The Maggia river is a popular scuba diving spot due to its crystal clear waters.

In the 1990s the river had a European record: the river that grew fastest during rains. This characteristic led to many tragedies in the past. One involved the collapse of a bridge connecting the old Maggia to Aurigeno and Moghegno which killed many people in the 1970s.

== Geography ==
The Maggia's main tributaries include the torrents Bavona and Rovana, as well as the Melezza river. The Maggia is one of the most torrential watercourses in Europe and experiences sudden and significant variations in water flow. While the river is not channelized, numerous sections have been developed through work carried out by a consortium from 1891 to 1930.

== Flooding ==
The Maggia has experienced repeated flooding throughout its history, which was formerly exacerbated by the intensive practice of timber floating. The most catastrophic floods occurred in Cevio in 1648, killing 52 people, and in 1868, which resulted in 41 deaths.

A stone bridge constructed between Losone and Solduno in 1815-1816 was half-destroyed by flooding and subsequently restored in 1887. The 1951 flood caused the collapse of the iron bridge at Ponte Brolla, while the 1978 flood caused significant material damage throughout the region.

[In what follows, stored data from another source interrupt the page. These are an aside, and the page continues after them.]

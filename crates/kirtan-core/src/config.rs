use serde::{Deserialize, Serialize};
use std::path::PathBuf;

use super::platform;

#[derive(Debug, Clone, Serialize, Deserialize, Default)]
pub struct Config {
    #[serde(default)]
    pub stream: StreamConfig,
    #[serde(default)]
    pub assistant: AssistantConfig,
}

#[derive(Debug, Clone, Serialize, Deserialize)]
pub struct StreamConfig {
    /// Live stream source.  Port 8443 is the stream host's TLS endpoint;
    /// plain-HTTP mirrors exist but are not configured by default.
    #[serde(default = "default_stream_url")]
    pub url: String,
    /// Optional explicit path to the mpv binary; discovered on PATH when
    /// absent.
    #[serde(default)]
    pub mpv_binary: Option<PathBuf>,
}

#[derive(Debug, Clone, Serialize, Deserialize)]
pub struct AssistantConfig {
    #[serde(default = "default_model")]
    pub model: String,
}

impl Default for StreamConfig {
    fn default() -> Self {
        Self {
            url: default_stream_url(),
            mpv_binary: None,
        }
    }
}

impl Default for AssistantConfig {
    fn default() -> Self {
        Self {
            model: default_model(),
        }
    }
}

fn default_stream_url() -> String {
    "https://live.sgpc.net:8443/;".to_string()
}

fn default_model() -> String {
    crate::assistant::GEMINI_MODEL.to_string()
}

impl Config {
    pub fn load() -> anyhow::Result<Self> {
        let config_path = Self::config_path();

        if !config_path.exists() {
            let config = Self::default();
            config.save()?;
            return Ok(config);
        }

        let content = std::fs::read_to_string(&config_path)?;
        let config: Self = toml::from_str(&content)?;
        Ok(config)
    }

    pub fn save(&self) -> anyhow::Result<()> {
        let config_path = Self::config_path();
        if let Some(parent) = config_path.parent() {
            std::fs::create_dir_all(parent)?;
        }
        let content = toml::to_string_pretty(self)?;
        std::fs::write(&config_path, content)?;
        Ok(())
    }

    pub fn config_path() -> PathBuf {
        platform::config_dir().join("config.toml")
    }
}

#[cfg(test)]
mod tests {
    use super::*;

    #[test]
    fn test_default_config() {
        let config = Config::default();
        assert!(config.stream.url.starts_with("https://live.sgpc.net"));
        assert!(config.stream.mpv_binary.is_none());
        assert_eq!(config.assistant.model, "gemini-2.5-flash");
    }

    #[test]
    fn test_partial_toml_fills_defaults() {
        let config: Config = toml::from_str("[assistant]\nmodel = \"gemini-2.0-flash\"\n").unwrap();
        assert_eq!(config.assistant.model, "gemini-2.0-flash");
        assert!(config.stream.url.starts_with("https://"));
    }
}
//! AppState — shared read-only data passed to all components during render/event.
//!
//! Components read this for player and chat state, but never mutate it.
//! The App event-loop is the only thing that writes to AppState.

use std::path::PathBuf;

use kirtan_core::chat::ChatLog;
use kirtan_core::session::PlaybackSession;

/// The full shared state of the application.
/// Components read this; only the App event-loop writes to it.
pub struct AppState {
    // ── Player ──────────────────────────────────────────────────────────────
    pub session: PlaybackSession,
    /// Stream title from ICY metadata, when the host sends a real one.
    pub icy_title: Option<String>,
    pub stream_url: String,

    // ── Chat ────────────────────────────────────────────────────────────────
    pub chat: ChatLog,
    /// True while a prompt is in flight; gates further sends.
    pub chat_pending: bool,

    // ── Logs ────────────────────────────────────────────────────────────────
    /// In-session event messages (reconnects, failures).
    pub logs: Vec<String>,
    /// Cached lines from kirtan.log (refreshed periodically by App).
    pub log_file_lines: Vec<String>,
    pub log_path: PathBuf,
}

impl AppState {
    pub fn new(stream_url: String, log_path: PathBuf) -> Self {
        Self {
            session: PlaybackSession::new(),
            icy_title: None,
            stream_url,
            chat: ChatLog::new(),
            chat_pending: false,
            logs: Vec::new(),
            log_file_lines: Vec::new(),
            log_path,
        }
    }
}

== Hydroelectric development ==
In 1949, the canton of Ticino and six Swiss German-speaking companies united to form the hydroelectric plants company Officine idroelettriche della Maggia SA (Ofima). The same year, the company obtained a concession for exploiting the river's hydraulic forces, with the concession set to expire in 2035 for part of the watercourse and in 2048 for the remainder.